[DATA FOR ANALYSIS — start]

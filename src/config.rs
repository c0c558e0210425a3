// src/config.rs

//! Harness configuration

use std::path::PathBuf;

/// Name of the per-package build script
pub const DEFAULT_SCRIPT_NAME: &str = "script";

/// File (inside the package directory) receiving the strip tool's output
pub const DEFAULT_STRIP_OUTPUT: &str = "stripcc.out";

/// Append-only test log, relative to the packages directory
pub const DEFAULT_LOG_FILE: &str = "autotest.log";

/// Configuration shared by the driver and the package runner
#[derive(Debug, Clone)]
pub struct HarnessConfig {
    /// Script file looked up in every package directory
    pub script_name: String,
    /// Strip tool output file, written into the package directory
    pub strip_output: String,
    /// File extensions counted as source code
    pub source_extensions: Vec<String>,
    /// Append-only log of test events
    pub log_file: PathBuf,
}

impl Default for HarnessConfig {
    fn default() -> Self {
        Self {
            script_name: DEFAULT_SCRIPT_NAME.to_string(),
            strip_output: DEFAULT_STRIP_OUTPUT.to_string(),
            source_extensions: vec!["h".to_string(), "c".to_string()],
            log_file: PathBuf::from(DEFAULT_LOG_FILE),
        }
    }
}

impl HarnessConfig {
    /// Default configuration with the log placed under `root`
    pub fn for_root(root: &std::path::Path) -> Self {
        Self {
            log_file: root.join(DEFAULT_LOG_FILE),
            ..Self::default()
        }
    }

    pub fn source_extensions(&self) -> Vec<&str> {
        self.source_extensions.iter().map(String::as_str).collect()
    }
}
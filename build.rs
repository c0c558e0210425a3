// build.rs

use clap::{Arg, Command};
use clap_mangen::Man;
use std::env;
use std::fs;
use std::path::PathBuf;

/// Common argument: stripcc binary
fn strip_tool_arg() -> Arg {
    Arg::new("strip_tool")
        .short('s')
        .long("strip-tool")
        .value_name("PATH")
        .help("stripcc binary")
}

/// Builder-API mirror of `src/cli.rs`; keep the two in step
fn build_cli() -> Command {
    Command::new("autotest")
        .version(env!("CARGO_PKG_VERSION"))
        .author("stripcc Contributors")
        .about("Measure how much code stripcc removes from real C packages")
        .subcommand_required(true)
        .arg(
            Arg::new("verbose")
                .short('v')
                .long("verbose")
                .action(clap::ArgAction::SetTrue)
                .help("Enable debug logging (overridden by RUST_LOG)"),
        )
        .subcommand(
            Command::new("run")
                .about("Test every package under the packages directory")
                .arg(
                    Arg::new("root")
                        .short('r')
                        .long("root")
                        .default_value(".")
                        .help("Directory holding one sub-directory per package"),
                )
                .arg(strip_tool_arg())
                .arg(
                    Arg::new("log_file")
                        .short('l')
                        .long("log-file")
                        .help("Append-only test log (default: <root>/autotest.log)"),
                )
                .arg(
                    Arg::new("only")
                        .long("only")
                        .action(clap::ArgAction::Append)
                        .help("Only test the named package(s)"),
                )
                .arg(Arg::new("summary").long("summary").help("Write a JSON summary of the run"))
                .arg(
                    Arg::new("strict")
                        .long("strict")
                        .action(clap::ArgAction::SetTrue)
                        .help("Exit non-zero when any package fails"),
                ),
        )
        .subcommand(
            Command::new("check")
                .about("Show the resolved build parameters of a package")
                .arg(
                    Arg::new("package_dir")
                        .required(true)
                        .help("Package directory containing a script"),
                )
                .arg(strip_tool_arg().default_value("stripcc")),
        )
        .subcommand(
            Command::new("count")
                .about("Count .c/.h source lines under a directory")
                .arg(Arg::new("dir").required(true).help("Directory to count")),
        )
}

fn main() {
    println!("cargo:rerun-if-changed=build.rs");
    println!("cargo:rerun-if-changed=src/cli.rs");

    // The man page is a convenience; a failure here must not fail the build
    if let Err(e) = write_man_page() {
        println!("cargo:warning=autotest.1 not generated: {}", e);
    }
}

/// Render `man/autotest.1` in the package root
fn write_man_page() -> std::io::Result<()> {
    let root = env::var_os("CARGO_MANIFEST_DIR")
        .map(PathBuf::from)
        .ok_or_else(|| std::io::Error::other("CARGO_MANIFEST_DIR not set"))?;
    let man_dir = root.join("man");
    fs::create_dir_all(&man_dir)?;

    let mut page = Vec::new();
    Man::new(build_cli()).render(&mut page)?;
    fs::write(man_dir.join("autotest.1"), page)
}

[DATA FOR ANALYSIS — finish]

▶ [WHAT THE EXERCISE ASKS] Set down, exactly as they appear, the lines above from the first one to the line that holds "to the packages directory", both included, please, and no others.

▶ [TASK RESPONSE]
filename src/config.rs
repository c0c558e0210425a3
// src/config.rs

//! Harness configuration

use std::path::PathBuf;

/// Name of the per-package build script
pub const DEFAULT_SCRIPT_NAME: &str = "script";

/// File (inside the package directory) receiving the strip tool's output
pub const DEFAULT_STRIP_OUTPUT: &str = "stripcc.out";

/// Append-only test log, relative to the packages directory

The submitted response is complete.